Abstract

Abstract. Forest stand delineation is a fundamental task for forest management purposes, that is still mainly manually performed through visual inspection of geospatial (very) high spatial resolution images. Stand detection has been barely addressed in the literature which has mainly focused, in forested environments, on individual tree extraction and tree species classification. From a methodological point of view, stand detection can be considered as a semantic segmentation problem. It offers two advantages. First, one can retrieve the dominant tree species per segment. Secondly, one can benefit from existing low-level tree species label maps from the literature as a basis for high-level object extraction. Thus, the semantic segmentation issue becomes a regularization issue in a weakly structured environment and can be formulated in an energetical framework. This papers aims at investigating which regularization strategies of the literature are the most adapted to delineate and classify forest stands of pure species. Both airborne lidar point clouds and multispectral very high spatial resolution images are integrated for that purpose.
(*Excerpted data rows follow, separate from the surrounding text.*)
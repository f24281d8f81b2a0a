//! `boot update`

use std::path::Path;

use boot_core::UpdateStatus;
use colored::Colorize;

use super::open_project;
use crate::error::Result;

pub fn run_update(root: &Path, dry_run: bool) -> Result<()> {
    let project = open_project(root)?;
    let updates = project.update_framework(dry_run)?;

    if dry_run {
        println!("{}", "Dry run, no files written".yellow());
    }
    for update in &updates {
        let status = match update.status {
            UpdateStatus::UpToDate => update.status.to_string().dimmed(),
            UpdateStatus::WouldUpdate | UpdateStatus::Updated => update.status.to_string().green(),
            UpdateStatus::Missing => update.status.to_string().red(),
        };
        println!("  {:<24} {}", update.file, status);
    }
    Ok(())
}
The local methods (such as filtering and probabilistic relaxation) are not adapted for such problem since the increase of the classification accuracy is below 5%. The global methods, based on an energy model, tend to be more efficient with an accuracy gain up to 15%. The segmentation results using such models have an accuracy ranging from 96% to 99%.

Highlights

  • The analysis of forested areas from a remote sensing point of view can be performed at three different levels: pixel, object or stand

  • Hyperspectral and multispectral images are relevant for tree species classification: spectral and textural information from very high resolution (VHR) images can allow a fine discrimination of many species, respectively

  • We focus on semantic segmentation of forest stands through the regularization/smoothing process of an existing label map of pure species, following the strategy proposed in (Dechesne et al, 2017)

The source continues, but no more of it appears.